# [Task]
Write out, from the entries below, exactly the lines that run between the lines holding "if commission.is_some_and(|c| !c.is_finite()" and "impl ListOptions for", inclusive, and stop there.

Start of Records provided

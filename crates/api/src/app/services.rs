//! Infrastructure wiring: picks the backend and builds the service graph.

use std::sync::Arc;

use sqlx::postgres::PgPoolOptions;
use thiserror::Error;

use jarvis_auth::{Argon2Passwords, TokenConfig, TokenService};
use jarvis_infra::schema::init_schema;
use jarvis_infra::{Backend, Crm, StoreError};

use crate::ApiConfig;

#[derive(Debug, Error)]
pub enum StartupError {
    #[error("failed to connect to Postgres: {0}")]
    Connect(#[from] sqlx::Error),

    #[error("failed to prepare the schema: {0}")]
    Schema(#[from] StoreError),
}

async fn build_backend(config: &ApiConfig) -> Result<Backend, StartupError> {
    let Some(url) = config.database_url.as_deref() else {
        tracing::warn!("DATABASE_URL not set; using the in-memory backend (data is lost on exit)");
        return Ok(Backend::in_memory());
    };

    let pool = PgPoolOptions::new()
        .max_connections(config.database_max_connections)
        .connect(url)
        .await?;
    init_schema(&pool).await?;
    tracing::info!(max_connections = config.database_max_connections, "connected to Postgres");

    Ok(Backend::postgres(Arc::new(pool)))
}

pub async fn build_services(config: &ApiConfig) -> Result<Crm, StartupError> {
    let backend = build_backend(config).await?;
    let tokens = TokenService::new(&TokenConfig::new(config.jwt_secret.clone()).with_ttl(config.token_ttl));
    Ok(Crm::new(backend, Arc::new(tokens), Arc::new(Argon2Passwords)))
}
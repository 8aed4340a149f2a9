use core::str::FromStr;

use chrono::{DateTime, Utc};
use serde::{Deserialize, Serialize};

use jarvis_core::{DomainError, DomainResult, EntityId, EntityType, TenantContext, TenantId, UserId};
use jarvis_query::{
    CmpOp, ColumnSet, FilterBuilder, ListOptions, ListQuery, Record, Reference, Resource, SortOrder,
    SqlValue,
};

/// Pipeline stage of a proposal.
#[derive(Debug, Copy, Clone, PartialEq, Eq, Hash, Default, Serialize, Deserialize)]
#[serde(rename_all = "lowercase")]
pub enum ProposalStatus {
    #[default]
    Draft,
    Sent,
    Analyzing,
    Approved,
    Rejected,
}

impl ProposalStatus {
    pub fn as_str(&self) -> &'static str {
        match self {
            ProposalStatus::Draft => "draft",
            ProposalStatus::Sent => "sent",
            ProposalStatus::Analyzing => "analyzing",
            ProposalStatus::Approved => "approved",
            ProposalStatus::Rejected => "rejected",
        }
    }
}

impl FromStr for ProposalStatus {
    type Err = DomainError;

    fn from_str(s: &str) -> Result<Self, Self::Err> {
        match s {
            "draft" => Ok(ProposalStatus::Draft),
            "sent" => Ok(ProposalStatus::Sent),
            "analyzing" => Ok(ProposalStatus::Analyzing),
            "approved" => Ok(ProposalStatus::Approved),
            "rejected" => Ok(ProposalStatus::Rejected),
            other => Err(DomainError::validation(format!("unknown proposal status '{other}'"))),
        }
    }
}

#[derive(Debug, Clone, PartialEq, Serialize)]
pub struct Proposal {
    pub id: EntityId,
    pub tenant_id: TenantId,
    pub client_id: EntityId,
    pub product_id: EntityId,
    pub value: f64,
    pub commission: Option<f64>,
    pub installments: i64,
    pub status: ProposalStatus,
    pub valid_until: Option<DateTime<Utc>>,
    pub notes: Option<String>,
    pub rejection_reason: Option<String>,
    pub approved_at: Option<DateTime<Utc>>,
    pub rejected_at: Option<DateTime<Utc>>,
    pub created_by: Option<UserId>,
    pub created_at: DateTime<Utc>,
    pub updated_at: DateTime<Utc>,
    #[serde(skip_serializing_if = "Option::is_none")]
    pub deleted_at: Option<DateTime<Utc>>,
}

#[derive(Debug, Clone, PartialEq, Serialize, Deserialize)]
pub struct NewProposal {
    pub client_id: EntityId,
    pub product_id: EntityId,
    pub value: f64,
    #[serde(default)]
    pub commission: Option<f64>,
    #[serde(default)]
    pub installments: Option<i64>,
    #[serde(default)]
    pub status: Option<ProposalStatus>,
    #[serde(default)]
    pub valid_until: Option<DateTime<Utc>>,
    #[serde(default)]
    pub notes: Option<String>,
}

#[derive(Debug, Clone, Default, PartialEq, Deserialize)]
pub struct ProposalPatch {
    pub client_id: Option<EntityId>,
    pub product_id: Option<EntityId>,
    pub value: Option<f64>,
    pub commission: Option<f64>,
    pub installments: Option<i64>,
    pub status: Option<ProposalStatus>,
    pub valid_until: Option<DateTime<Utc>>,
    pub notes: Option<String>,
    pub rejection_reason: Option<String>,
}

#[derive(Debug, Clone, Default, PartialEq, Deserialize)]
pub struct ProposalFilter {
    pub client_id: Option<EntityId>,
    pub product_id: Option<EntityId>,
    pub status: Option<ProposalStatus>,
    /// Inclusive bounds on `created_at`.
    pub date_from: Option<DateTime<Utc>>,
    pub date_to: Option<DateTime<Utc>>,
    pub limit: Option<i64>,
    pub offset: Option<i64>,
    pub order_by: Option<String>,
    pub order: Option<String>,
}

#[derive(Debug, Clone, PartialEq, Serialize)]
pub struct ProposalSummary {
    pub id: EntityId,
    pub value: f64,
    pub status: ProposalStatus,
}

const PROPOSAL_COLUMNS: &ColumnSet = &ColumnSet {
    table: "proposals",
    search: &[],
    sortable: &["created_at", "updated_at", "value", "status"],
    default_sort: "created_at",
    default_order: SortOrder::Desc,
    unique: &[],
};

fn check_amounts(value: Option<f64>, commission: Option<f64>, installments: Option<i64>) -> DomainResult<()> {
    if value.is_some_and(|v| !v.is_finite() || v < 0.0) {
        return Err(DomainError::validation("value must be positive"));
    }
    if commission.is_some_and(|c| !c.is_finite() || c < 0.0) {
        return Err(DomainError::validation("commission must be positive"));
    }
    if installments.is_some_and(|n| n < 1) {
        return Err(DomainError::validation("installments must be at least 1"));
    }
    Ok(())
}

/// Timestamp column stamped when a proposal enters `status`.
fn decision_stamp(status: ProposalStatus) -> Option<&'static str> {
    match status {
        ProposalStatus::Approved => Some("approved_at"),
        ProposalStatus::Rejected => Some("rejected_at"),
        _ => None,
    }
}

impl ListOptions for ProposalFilter {
    fn to_query(&self, ctx: &TenantContext) -> ListQuery {
        FilterBuilder::new(ctx, PROPOSAL_COLUMNS)
            .eq("client_id", self.client_id)
            .eq("product_id", self.product_id)
            .eq("status", self.status.map(|s| s.as_str()))
            .cmp("created_at", CmpOp::Gte, self.date_from)
            .cmp("created_at", CmpOp::Lte, self.date_to)
            .order(self.order_by.as_deref(), self.order.as_deref())
            .page(self.limit, self.offset)
            .build()
    }
}

impl Record for Proposal {
    fn id(&self) -> EntityId {
        self.id
    }

    fn tenant_id(&self) -> TenantId {
        self.tenant_id
    }

    fn deleted_at(&self) -> Option<DateTime<Utc>> {
        self.deleted_at
    }

    fn column(&self, name: &str) -> SqlValue {
        match name {
            "id" => self.id.into(),
            "tenant_id" => self.tenant_id.into(),
            "client_id" => self.client_id.into(),
            "product_id" => self.product_id.into(),
            "value" => self.value.into(),
            "commission" => self.commission.into(),
            "installments" => self.installments.into(),
            "status" => self.status.as_str().into(),
            "valid_until" => self.valid_until.into(),
            "notes" => self.notes.clone().into(),
            "rejection_reason" => self.rejection_reason.clone().into(),
            "approved_at" => self.approved_at.into(),
            "rejected_at" => self.rejected_at.into(),
            "created_by" => self.created_by.into(),
            "created_at" => self.created_at.into(),
            "updated_at" => self.updated_at.into(),
            "deleted_at" => self.deleted_at.into(),
            _ => SqlValue::Text(None),
        }
    }
}

impl Resource for Proposal {
    const ENTITY: EntityType = EntityType::Proposal;
    const COLUMNS: &'static ColumnSet = PROPOSAL_COLUMNS;
    const INSERT_COLUMNS: &'static [&'static str] = &[
        "client_id",
        "product_id",
        "value",
        "commission",
        "installments",
        "status",
        "valid_until",
        "notes",
        "approved_at",
        "rejected_at",
        "created_by",
        "created_at",
        "updated_at",
    ];

    type New = NewProposal;
    type Patch = ProposalPatch;
    type Filter = ProposalFilter;
    type Summary = ProposalSummary;

    fn validate_new(new: &NewProposal) -> DomainResult<()> {
        check_amounts(Some(new.value), new.commission, new.installments)
    }

    fn validate_patch(patch: &ProposalPatch) -> DomainResult<()> {
        check_amounts(patch.value, patch.commission, patch.installments)
    }

    fn references_of_new(new: &NewProposal) -> Vec<Reference> {
        vec![
            Reference::new(EntityType::Client, new.client_id),
            Reference::new(EntityType::Product, new.product_id),
        ]
    }

    fn references_of_patch(patch: &ProposalPatch) -> Vec<Reference> {
        let mut refs = Vec::new();
        if let Some(client_id) = patch.client_id {
            refs.push(Reference::new(EntityType::Client, client_id));
        }
        if let Some(product_id) = patch.product_id {
            refs.push(Reference::new(EntityType::Product, product_id));
        }
        refs
    }

    fn create(id: EntityId, ctx: &TenantContext, actor: UserId, now: DateTime<Utc>, new: NewProposal) -> Self {
        let status = new.status.unwrap_or_default();
        let stamp = decision_stamp(status);
        Proposal {
            id,
            tenant_id: ctx.tenant_id(),
            client_id: new.client_id,
            product_id: new.product_id,
            value: new.value,
            commission: new.commission,
            installments: new.installments.unwrap_or(1),
            status,
            valid_until: new.valid_until,
            notes: new.notes,
            rejection_reason: None,
            approved_at: (stamp == Some("approved_at")).then_some(now),
            rejected_at: (stamp == Some("rejected_at")).then_some(now),
            created_by: Some(actor),
            created_at: now,
            updated_at: now,
            deleted_at: None,
        }
    }

    fn changes(patch: &ProposalPatch, now: DateTime<Utc>) -> Vec<(&'static str, SqlValue)> {
        let mut out: Vec<(&'static str, SqlValue)> = Vec::new();
        if let Some(client_id) = patch.client_id {
            out.push(("client_id", client_id.into()));
        }
        if let Some(product_id) = patch.product_id {
            out.push(("product_id", product_id.into()));
        }
        if let Some(value) = patch.value {
            out.push(("value", value.into()));
        }
        if let Some(commission) = patch.commission {
            out.push(("commission", commission.into()));
        }
        if let Some(installments) = patch.installments {
            out.push(("installments", installments.into()));
        }
        if let Some(status) = patch.status {
            out.push(("status", status.as_str().into()));
            if let Some(column) = decision_stamp(status) {
                out.push((column, now.into()));
            }
        }
        if let Some(valid_until) = patch.valid_until {
            out.push(("valid_until", valid_until.into()));
        }
        if let Some(notes) = &patch.notes {
            out.push(("notes", notes.as_str().into()));
        }
        if let Some(reason) = &patch.rejection_reason {
            out.push(("rejection_reason", reason.as_str().into()));
        }
        out
    }

    fn apply(&mut self, patch: &ProposalPatch, now: DateTime<Utc>) {
        if let Some(client_id) = patch.client_id {
            self.client_id = client_id;
        }
        if let Some(product_id) = patch.product_id {
            self.product_id = product_id;
        }
        if let Some(value) = patch.value {
            self.value = value;
        }
        if patch.commission.is_some() {
            self.commission = patch.commission;
        }
        if let Some(installments) = patch.installments {
            self.installments = installments;
        }
        if let Some(status) = patch.status {
            self.status = status;
            match decision_stamp(status) {
                Some("approved_at") => self.approved_at = Some(now),
                Some("rejected_at") => self.rejected_at = Some(now),
                _ => {}
            }
        }
        if patch.valid_until.is_some() {
            self.valid_until = patch.valid_until;
        }
        if patch.notes.is_some() {
            self.notes.clone_from(&patch.notes);
        }
        if patch.rejection_reason.is_some() {
            self.rejection_reason.clone_from(&patch.rejection_reason);
        }
        self.updated_at = now;
    }

    fn mark_deleted(&mut self, at: DateTime<Utc>) {
        self.deleted_at = Some(at);
    }

    fn summary(&self) -> ProposalSummary {
        ProposalSummary {
            id: self.id,
            value: self.value,
            status: self.status,
        }
    }

    fn display_name(&self) -> String {
        format!("proposal {:.2}", self.value)
    }

    fn reference(&self) -> Option<String> {
        Some(self.client_id.to_string())
    }
}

End of Records provided

# [The answer]
    if commission.is_some_and(|c| !c.is_finite() || c < 0.0) {
        return Err(DomainError::validation("commission must be positive"));
    }
    if installments.is_some_and(|n| n < 1) {
        return Err(DomainError::validation("installments must be at least 1"));
    }
    Ok(())
}

/// Timestamp column stamped when a proposal enters `status`.
fn decision_stamp(status: ProposalStatus) -> Option<&'static str> {
    match status {
        ProposalStatus::Approved => Some("approved_at"),
        ProposalStatus::Rejected => Some("rejected_at"),
        _ => None,
    }
}

impl ListOptions for ProposalFilter {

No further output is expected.